Britain and Libya’s Special Relationship

Despite their current hard line, the Brits have been friends of Qaddafi.

The British were vocal proponents of international military intervention in Libya. David Cameron was the first Western leader to call unambiguously for a no-fly zone, and he later won accolades as an essential player in securing the U.N. Security Council resolution that implemented it. Then, Cameron’s secretary of state for defense, Liam Fox, became the first to acknowledge the unspoken truth that the real mission went beyond the U.N.’s stated goal of protecting civilians. “‘Mission accomplished,’” he said, “would mean the Libyan people free to control their own destiny. This is very clear — the international community wants [Moammar Qaddafi’s] regime to end.”

But while the Conservative PM and his cohorts are now leading the world in condemnation of Qaddafi, his Labor predecessors and much of the British elite were world leaders in Libya-toadying just a while ago. One of the worst manifestations of this was British arms sales to Libya. Another was the way in which Britain, in particular the London School of Economics, welcomed Qaddafi’s family and money with open arms. And yet another was the U.K.’s release of the Lockerbie bomber.

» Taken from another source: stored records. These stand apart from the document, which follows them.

//! Write G-EQDSK equilibrium files
//!
//! # Basic usage
//!
//! ```
//! use geqdsk::record::EquilibriumRecord;
//! use geqdsk::ser::{to_string_custom, SerSettings};
//!
//! let mut rec = EquilibriumRecord::new(2, 2);
//! rec.fpol = vec![1.0, -2.0];
//! let settings = SerSettings::default().date("01/02/2023");
//! let s = to_string_custom(&rec, &settings).unwrap();
//! assert!(s.starts_with(" GEQDSK-RS 01/02/2023 # 0 0 2 2\n"));
//! ```
//!
//! # Layout
//!
//! Every number is written as a sign character (a space for values that are not
//! negative) followed by the magnitude in `%.10E` style, e.g. ` 1.0000000000E+00` or
//! `-2.5000000000E-03`. Numbers are not otherwise separated. A [`ColumnCounter`]
//! starts a new line after every fifth number, and a single counter runs through the
//! scalars and all the profile arrays, so lines break wherever the fifth number
//! happens to fall. The two boundary polylines each start with a fresh counter and
//! end with a line break.
//!
//! The header holds a product tag and a date in place of the case label, and `idum`
//! is always written as 0. Reading a written file back therefore gives a different
//! `case` and `idum` from the record that was written.
use std::fs::File;
use std::io::{BufWriter, Write};
use std::path::Path;
use std::time::{SystemTime, UNIX_EPOCH};

use itertools::Itertools;
use ryu_floating_decimal::d2d;
use tracing::{debug, warn};

use crate::eqdsk_error::{EError, EResult};
use crate::record::{EquilibriumRecord, FluxGrid, SCALAR_LAYOUT};

/// The product tag written at the start of the header line unless overridden.
pub const DEFAULT_TAG: &str = "GEQDSK-RS";

/// Settings for writing G-EQDSK files
///
/// To use, instantiate the default version with `SerSettings::default()` and
/// modify the desired settings with the public methods:
///
/// ```
/// # use geqdsk::ser::SerSettings;
///
/// let settings = SerSettings::default()
///     .tag("MYCODE")
///     .date("16/10/2026")
///     .precision(9);
/// ```
#[derive(Debug, Clone)]
pub struct SerSettings {
    tag: String,
    date: Option<String>,
    precision: u32,
    values_per_line: usize,
}

impl SerSettings {
    /// Set the product tag written at the start of the header line.
    ///
    /// Default is [`DEFAULT_TAG`]. The tag should not contain whitespace.
    pub fn tag<S: Into<String>>(mut self, tag: S) -> Self {
        self.tag = tag.into();
        self
    }

    /// Set the date written in the header line.
    ///
    /// Default is the current UTC date as `dd/mm/YYYY`.
    pub fn date<S: Into<String>>(mut self, date: S) -> Self {
        self.date = Some(date.into());
        self
    }

    /// Set the number of mantissa digits after the decimal point, between 1 and 16.
    ///
    /// Default is 10, which gives 17 characters per number including the sign.
    /// A precision of 9 gives the 16-character columns of a Fortran `5e16.9` layout.
    pub fn precision(mut self, precision: u32) -> Self {
        self.precision = precision.clamp(1, 16);
        self
    }

    /// Set how many numbers are written on each line.
    ///
    /// Default is 5.
    pub fn values_per_line(mut self, n: usize) -> Self {
        self.values_per_line = n.max(1);
        self
    }

    fn header_date(&self) -> String {
        self.date.clone().unwrap_or_else(today_dmy)
    }
}

impl Default for SerSettings {
    fn default() -> Self {
        Self { tag: DEFAULT_TAG.to_string(), date: None, precision: 10, values_per_line: 5 }
    }
}

/// Write a record to a string.
pub fn to_string(record: &EquilibriumRecord) -> EResult<String> {
    to_string_custom(record, &SerSettings::default())
}

/// Write a record to a string with customized settings.
pub fn to_string_custom(record: &EquilibriumRecord, settings: &SerSettings) -> EResult<String> {
    let bytes = to_bytes_custom(record, settings)?;
    String::from_utf8(bytes)
        .map_err(|e| EError::IoError(std::io::Error::new(std::io::ErrorKind::InvalidData, e)))
}

/// Write a record to a byte vector.
pub fn to_bytes(record: &EquilibriumRecord) -> EResult<Vec<u8>> {
    to_bytes_custom(record, &SerSettings::default())
}

/// Write a record to a byte vector with customized settings.
pub fn to_bytes_custom(record: &EquilibriumRecord, settings: &SerSettings) -> EResult<Vec<u8>> {
    let mut buf = vec![];
    to_writer_custom(record, &mut buf, settings)?;
    Ok(buf)
}

/// Write a record to a file, replacing any existing file.
pub fn to_path<P: AsRef<Path>>(record: &EquilibriumRecord, path: P) -> EResult<()> {
    to_path_custom(record, path, &SerSettings::default())
}

/// Write a record to a file with customized settings.
///
/// The file is closed before this returns, whether or not the write succeeded.
pub fn to_path_custom<P: AsRef<Path>>(record: &EquilibriumRecord, path: P, settings: &SerSettings) -> EResult<()> {
    let path = path.as_ref();
    // Check the record before creating (and truncating) the file
    record.validate()?;
    debug!(path = %path.display(), "writing G-EQDSK file");
    let f = File::create(path)?;
    to_writer_custom(record, BufWriter::new(f), settings)
}

/// Write a record to any writer.
pub fn to_writer<W: Write>(record: &EquilibriumRecord, writer: W) -> EResult<()> {
    to_writer_custom(record, writer, &SerSettings::default())
}

/// Write a record to any writer with customized settings.
///
/// Returns [`EError::ShapeMismatch`] without writing anything if an array does not
/// fit the record's `nw`/`nh`, and [`EError::NonFiniteValue`] if any value is infinite.
pub fn to_writer_custom<W: Write>(record: &EquilibriumRecord, writer: W, settings: &SerSettings) -> EResult<()> {
    record.validate()?;
    warn_on_count_mismatch(record);

    let mut w = NumberWriter::new(writer, settings.precision);
    let header = format!(" {} {} # 0 0 {} {}\n", settings.tag, settings.header_date(), record.nw, record.nh);
    w.write_raw(header.as_bytes())?;

    let mut counter = ColumnCounter::new(settings.values_per_line);
    for slot in SCALAR_LAYOUT {
        w.write_number(record.scalar(slot), &mut counter)?;
    }
    w.write_1d(&record.fpol, &mut counter)?;
    w.write_1d(&record.pres, &mut counter)?;
    w.write_1d(&record.ffprime, &mut counter)?;
    w.write_1d(&record.pprime, &mut counter)?;
    w.write_2d(&record.psirz, &mut counter)?;
    w.write_1d(&record.qpsi, &mut counter)?;

    let (nbbbs, limitr) = record.written_boundary_counts();
    let counts = format!("\n{nbbbs}\t{limitr}\n");
    w.write_raw(counts.as_bytes())?;

    let mut counter = ColumnCounter::new(settings.values_per_line);
    w.write_boundary(&record.rbbbs, &record.zbbbs, &mut counter)?;
    let mut counter = ColumnCounter::new(settings.values_per_line);
    w.write_boundary(&record.rlim, &record.zlim, &mut counter)?;

    w.flush()
}

fn warn_on_count_mismatch(record: &EquilibriumRecord) {
    let (nbbbs, limitr) = record.written_boundary_counts();
    if record.nbbbs != nbbbs as i64 {
        warn!(stored = record.nbbbs, written = nbbbs, "plasma boundary count differs from the rbbbs length; writing the length");
    }
    if record.limitr != limitr as i64 {
        warn!(stored = record.limitr, written = limitr, "limiter count differs from the rlim length; writing the length");
    }
}

/// Tracks the position on the current output line and decides where line breaks go.
///
/// One counter is shared across every array written between two resets; it does not
/// restart when one array ends and the next begins.
#[derive(Debug, Clone)]
pub struct ColumnCounter {
    per_line: usize,
    col: usize,
}

impl ColumnCounter {
    pub fn new(per_line: usize) -> Self {
        Self { per_line: per_line.max(1), col: 0 }
    }

    /// Return to the start of a line.
    pub fn reset(&mut self) {
        self.col = 0;
    }

    /// How many numbers have been written on the current line.
    pub fn column(&self) -> usize {
        self.col
    }

    // Count one number; `true` means a line break goes after it.
    fn advance(&mut self) -> bool {
        self.col += 1;
        if self.col == self.per_line {
            self.col = 0;
            true
        } else {
            false
        }
    }
}

impl Default for ColumnCounter {
    fn default() -> Self {
        Self::new(5)
    }
}

/// Writes fixed-width numbers, breaking lines as directed by a [`ColumnCounter`].
pub struct NumberWriter<W: Write> {
    buf: W,
    precision: u32,
}

impl<W: Write> NumberWriter<W> {
    pub fn new(buf: W, precision: u32) -> Self {
        Self { buf, precision: precision.clamp(1, 16) }
    }

    pub fn into_inner(self) -> W {
        self.buf
    }

    pub fn write_number(&mut self, v: f64, counter: &mut ColumnCounter) -> EResult<()> {
        serialize_real_exp(&mut self.buf, v, self.precision)?;
        if counter.advance() {
            self.buf.write_all(b"\n")?;
        }
        Ok(())
    }

    pub fn write_1d(&mut self, values: &[f64], counter: &mut ColumnCounter) -> EResult<()> {
        for &v in values {
            self.write_number(v, counter)?;
        }
        Ok(())
    }

    /// Write a grid row by row, so the column index varies fastest.
    pub fn write_2d(&mut self, grid: &FluxGrid, counter: &mut ColumnCounter) -> EResult<()> {
        for row in grid.rows() {
            self.write_1d(row, counter)?;
        }
        Ok(())
    }

    /// Write a polyline as (R, Z) pairs followed by a line break.
    pub fn write_boundary(&mut self, r: &[f64], z: &[f64], counter: &mut ColumnCounter) -> EResult<()> {
        for &v in r.iter().interleave(z.iter()) {
            self.write_number(v, counter)?;
        }
        self.buf.write_all(b"\n")?;
        Ok(())
    }

    fn write_raw(&mut self, bytes: &[u8]) -> EResult<()> {
        self.buf.write_all(bytes)?;
        Ok(())
    }

    fn flush(&mut self) -> EResult<()> {
        self.buf.flush()?;
        Ok(())
    }
}

/// Write one number as a sign character followed by `precision` digits after the
/// decimal point in exponential notation.
///
/// The exponent always has a sign and at least two digits. NaN is written as the text
/// `NaN` padded to the same width; infinities cannot be written.
pub fn serialize_real_exp<W: Write>(mut buf: W, v: f64, precision: u32) -> EResult<()> {
    if v.is_infinite() {
        return Err(EError::NonFiniteValue { value: v });
    }

    // leading digit, point, digits, 'E', exponent sign, 2 exponent digits
    let width = precision as usize + 6;
    if v.is_nan() {
        write!(buf, " {:>width$}", "NaN")?;
        return Ok(());
    }

    let sign = if v < 0.0 { b"-" } else { b" " };
    buf.write_all(sign)?;

    let n_sig = precision + 1;
    let (digits, exponent) = round_to_sig_digits(v.abs(), n_sig);

    let mut b = itoa::Buffer::new();
    let s = b.format(digits);
    let d_bytes = s.as_bytes();

    // Only zero has fewer digits than requested; pad it out.
    let mut mantissa = Vec::with_capacity(n_sig as usize);
    for _ in d_bytes.len()..n_sig as usize {
        mantissa.push(b'0');
    }
    mantissa.extend_from_slice(d_bytes);

    buf.write_all(&mantissa[..1])?;
    buf.write_all(b".")?;
    buf.write_all(&mantissa[1..])?;
    buf.write_all(b"E")?;
    buf.write_all(if exponent < 0 { b"-" } else { b"+" })?;

    let mut b = itoa::Buffer::new();
    let s = b.format(exponent.unsigned_abs());
    if s.len() < 2 {
        buf.write_all(b"0")?;
    }
    buf.write_all(s.as_bytes())?;
    Ok(())
}

/// Round a non-negative finite value to `n_sig` significant decimal digits.
///
/// Returns the digits as an integer with exactly `n_sig` digits (or 0 for zero) and
/// the power of ten of the leading digit.
///
/// The rounding is half-up on the shortest decimal that reads back as `v`, not on the
/// exact binary value. The two only disagree when that shortest decimal ends exactly
/// on a half at the cut, so the last digit can be one higher than C's `%.*E` would
/// give (`1.00000000135` writes as `1.0000000014E+00`, where C gives `...13`). Either
/// way the written value is within one unit in the last written digit.
fn round_to_sig_digits(v: f64, n_sig: u32) -> (u64, i32) {
    if v == 0.0 {
        return (0, 0);
    }

    // Shortest round-trip decimal: v == mantissa * 10^exponent
    let v = d2d(v);
    let mut b = itoa::Buffer::new();
    let n_digits = b.format(v.mantissa).len() as u32;
    let mut exponent = v.exponent + n_digits as i32 - 1;

    let digits = if n_digits > n_sig {
        let div = 10u64.pow(n_digits - n_sig);
        let mut q = v.mantissa / div;
        if (v.mantissa % div) * 2 >= div {
            q += 1;
        }
        if q == 10u64.pow(n_sig) {
            q /= 10;
            exponent += 1;
        }
        q
    } else {
        v.mantissa * 10u64.pow(n_sig - n_digits)
    };

    (digits, exponent)
}

/// Today's UTC date as `dd/mm/YYYY`.
fn today_dmy() -> String {
    let secs = SystemTime::now()
        .duration_since(UNIX_EPOCH)
        .map(|d| d.as_secs())
        .unwrap_or(0);
    let (y, m, d) = civil_from_days((secs / 86_400) as i64);
    format!("{d:02}/{m:02}/{y:04}")
}

// Proleptic Gregorian (year, month, day) for a count of days since 1970-01-01.
fn civil_from_days(days: i64) -> (i64, u32, u32) {
    let z = days + 719_468;
    let era = (if z >= 0 { z } else { z - 146_096 }) / 146_097;
    let doe = z - era * 146_097;
    let yoe = (doe - doe / 1460 + doe / 36_524 - doe / 146_096) / 365;
    let doy = doe - (365 * yoe + yoe / 4 - yoe / 100);
    let mp = (5 * doy + 2) / 153;
    let d = (doy - (153 * mp + 2) / 5 + 1) as u32;
    let m = (if mp < 10 { mp + 3 } else { mp - 9 }) as u32;
    let y = yoe + era * 400;
    (if m <= 2 { y + 1 } else { y }, m, d)
}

According to security analysts, weapons in Libya posed three distinct and obvious threats all along. The first was Qaddafi’s long history of arming known terrorist organizations. “Had you asked me four years ago, in 2003 or 2004, whether to sell weapons to Qaddafi, I would have said definitely no,” says Matthew Schroeder, director of the Arms Sales Monitoring Project at the Federation of American Scientists (FAS). “Primarily because of Qaddafi’s long history of providing weapons to terrorists.” For example, “In the ’70s and ’80s, the British interdicted huge shipments of Libyan arms bound for the IRA.” And “Qaddafi is also rumored to have provided support for similar movements in Africa.”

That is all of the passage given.